The term “object-oriented” means that the definition of objects is central in this programming. An object is any piece of data: from a single value to entire complex datasets. In object-oriented programming, objects are often assigned to certain classes of objects. Each object from a class have certain attribute and methods that can be applied to it.

For example, I have a succulent plant. I call it Steve. If it was an object in my computer, we could define the following:

  • class: plant

  • object: Steve

  • attributes: age, number of leaves, biomass, etc.

  • methods: water, plant in a larger pot, add nutrients.

Python and R have slightly different approaches to operating objects, but the logic is pretty similar.

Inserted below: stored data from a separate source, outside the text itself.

//! Clinical visit data cleaning helpers

use rbridge_core::{Column, Table, TableError};
use std::collections::{HashMap, HashSet};

/// Name of the column added by [`set_plot_indication`]
pub const PLOT_INDICATION_COLUMN: &str = "Plot_Indication";

#[derive(Debug, thiserror::Error)]
pub enum CleaningError {
    #[error("Column not found: {0}")]
    MissingColumn(String),

    #[error(transparent)]
    Table(#[from] TableError),
}

/// Columns used by [`correct_time_points`]
#[derive(Debug, Clone, PartialEq, Eq)]
pub struct TimePointColumns {
    pub patient_id: String,
    pub visit_name: String,
    pub treatment_category: String,
}

impl Default for TimePointColumns {
    fn default() -> Self {
        Self {
            patient_id: "Patient_ID".to_string(),
            visit_name: "Visit_name".to_string(),
            treatment_category: "Treatment_Category".to_string(),
        }
    }
}

/// Treatment phase inferred from a visit name
#[derive(Debug, Clone, Copy, PartialEq, Eq, Hash)]
enum Phase {
    Pre,
    On,
    End,
}

impl Phase {
    fn from_visit(visit: &str) -> Option<Self> {
        match visit {
            "C1D1" | "SCREENING" => Some(Self::Pre),
            "C2D1" | "C3D1" => Some(Self::On),
            "EOT" => Some(Self::End),
            _ => None,
        }
    }

    fn from_category(category: &str) -> Option<Self> {
        match category {
            "Pre" => Some(Self::Pre),
            "On" => Some(Self::On),
            "End" => Some(Self::End),
            _ => None,
        }
    }

    fn label(self) -> &'static str {
        match self {
            Self::Pre => "Pre",
            Self::On => "On",
            Self::End => "End",
        }
    }
}

/// Fill missing treatment categories from visit names, per patient
///
/// A `"NA"` category counts as missing. A missing category is set to
/// `Pre` for `C1D1`/`SCREENING`, `On` for `C2D1`/`C3D1` and `End` for `EOT`,
/// but only when no row of the same patient already carries that category.
/// Existing categories are kept, row order is preserved, and rows without a
/// patient id are left as they are.
pub fn correct_time_points(
    table: &Table,
    columns: &TimePointColumns,
) -> Result<Table, CleaningError> {
    let patients = text_values(table, &columns.patient_id)?;
    let visits = text_values(table, &columns.visit_name)?;
    let mut categories: Vec<Option<String>> = text_values(table, &columns.treatment_category)?
        .into_iter()
        .map(|c| c.filter(|c| c != "NA"))
        .collect();

    let mut assigned: HashMap<&str, HashSet<Phase>> = HashMap::new();
    for (patient, category) in patients.iter().zip(&categories) {
        if let (Some(patient), Some(phase)) = (
            patient.as_deref(),
            category.as_deref().and_then(Phase::from_category),
        ) {
            assigned.entry(patient).or_default().insert(phase);
        }
    }

    for (row, category) in categories.iter_mut().enumerate() {
        if category.is_some() || patients[row].is_none() {
            continue;
        }
        let phase = visits[row].as_deref().and_then(Phase::from_visit);
        let taken = patients[row]
            .as_deref()
            .and_then(|p| assigned.get(p))
            .is_some_and(|phases| phase.is_some_and(|ph| phases.contains(&ph)));

        if let (Some(phase), false) = (phase, taken) {
            *category = Some(phase.label().to_string());
        }
    }

    Ok(table.with_column(Column::string(
        columns.treatment_category.clone(),
        categories,
    ))?)
}

/// Add or replace the `Plot_Indication` column by mapping `column` through `mapping`
///
/// Missing or unmapped values get `default`.
pub fn set_plot_indication(
    table: &Table,
    mapping: &HashMap<String, String>,
    column: &str,
    default: &str,
) -> Result<Table, CleaningError> {
    let values = text_values(table, column)?
        .into_iter()
        .map(|v| {
            let mapped = v.and_then(|v| mapping.get(&v).cloned());
            Some(mapped.unwrap_or_else(|| default.to_string()))
        })
        .collect::<Vec<_>>();

    Ok(table.with_column(Column::string(PLOT_INDICATION_COLUMN, values))?)
}

fn text_values(table: &Table, name: &str) -> Result<Vec<Option<String>>, CleaningError> {
    let column = table
        .column(name)
        .ok_or_else(|| CleaningError::MissingColumn(name.to_string()))?;
    Ok(column.values().iter().map(|v| v.render()).collect())
}

#[cfg(test)]
mod tests {
    use super::*;
    use pretty_assertions::assert_eq;
    use rbridge_core::Value;

    fn visits() -> Table {
        Table::from_columns(vec![
            Column::string(
                "Patient_ID",
                vec![Some("P1"), Some("P1"), Some("P2"), Some("P1"), Some("P2"), None],
            ),
            Column::string(
                "Visit_name",
                vec![
                    Some("SCREENING"),
                    Some("C2D1"),
                    Some("C1D1"),
                    Some("EOT"),
                    Some("C3D1"),
                    Some("C1D1"),
                ],
            ),
            Column::string(
                "Treatment_Category",
                vec![Some("NA"), None, Some("Pre"), None, Some("NA"), None],
            ),
        ])
        .unwrap()
    }

    fn categories(table: &Table) -> Vec<Value> {
        table.column("Treatment_Category").unwrap().values()
    }

    #[test]
    fn fills_categories_per_patient() {
        let corrected = correct_time_points(&visits(), &TimePointColumns::default()).unwrap();

        assert_eq!(
            categories(&corrected),
            vec![
                Value::Str("Pre".into()),
                Value::Str("On".into()),
                Value::Str("Pre".into()),
                Value::Str("End".into()),
                Value::Str("On".into()),
                Value::Missing,
            ]
        );
    }

    #[test]
    fn existing_category_blocks_reassignment() {
        let table = Table::from_columns(vec![
            Column::string("Patient_ID", vec![Some("P1"), Some("P1")]),
            Column::string("Visit_name", vec![Some("SCREENING"), Some("C1D1")]),
            Column::string("Treatment_Category", vec![None, Some("Pre")]),
        ])
        .unwrap();

        let corrected = correct_time_points(&table, &TimePointColumns::default()).unwrap();
        assert_eq!(
            categories(&corrected),
            vec![Value::Missing, Value::Str("Pre".into())]
        );
    }

    #[test]
    fn missing_column_is_reported() {
        let columns = TimePointColumns {
            visit_name: "Visit".to_string(),
            ..TimePointColumns::default()
        };

        let err = correct_time_points(&visits(), &columns).unwrap_err();
        assert!(matches!(err, CleaningError::MissingColumn(name) if name == "Visit"));
    }

    #[test]
    fn plot_indication_uses_mapping_and_default() {
        let table = Table::from_columns(vec![Column::string(
            "Indication",
            vec![Some("LUNG"), Some("SKIN"), None],
        )])
        .unwrap();
        let mapping = HashMap::from([("LUNG".to_string(), "NSCLC".to_string())]);

        let result = set_plot_indication(&table, &mapping, "Indication", "OTHER").unwrap();

        assert_eq!(result.n_cols(), 2);
        assert_eq!(
            result.column(PLOT_INDICATION_COLUMN).unwrap().values(),
            vec![
                Value::Str("NSCLC".into()),
                Value::Str("OTHER".into()),
                Value::Str("OTHER".into()),
            ]
        );
    }
}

But before we get there, let’s talk about the simplest types of data that can be stored in an object.

2.1 Python

  • Boolean: the simplest logical data type, a single value out of two possible values; a flip of a coin would be a good example, and the possible values can be viewed as “heads” or “tails”, “yes” or “no”, “1” or “0”, “True” or “False”; in Python, the Boolean values are denoted as True or False;

  • Numeric: this would be a number, and there are actually different types of a number:

    • Integer: this is any real whole number: 1, 5000, -10000000, etc.

    • Float: any non-integer number, e.g., 1.235,

    • Complex number: you wouldn’t use it unless you are deep into math

  • Sequence: any ordered sequence of values

    • String: a sequence of characters, in Python defined with single or double quotation marks, e.g., 'Hello world' or "Hello world"; the length of a string can be any positive integer, from a single character to a whole paragraph of text

    • List: an ordered list of objects of any type denoted with square brackets, e.g., [1, True, 0.25, "apple"]; lists can be modified after they are created; a list element can also be a list, e.g., [[1, True, 0.25, "apple"], "second element here"]

    • Tuple: pretty much the same as a list, but cannot be modified (is immutable); a tuple is defined with parentheses, e.g., (1, True, 0.25)

  • Dictionary: a set of key-value pairs like you would have in a dictionary, e.g., key “one”-value “uno”, defined with curly brackets as {"key 1": "value 1", "key 2": "value 2"}

  • Set: an unordered set of unique values defined with a function set()

2.2 R

  • Logical: same as Boolean in Python, defined as TRUE or FALSE that also can be abbreviated as T or F

  • Numeric: any non-complex number;

  • Character: same as string in Python, e.g., "Hello world"

Some more complex data structures in R include vectors, data.frames, factors, which will be discussed later.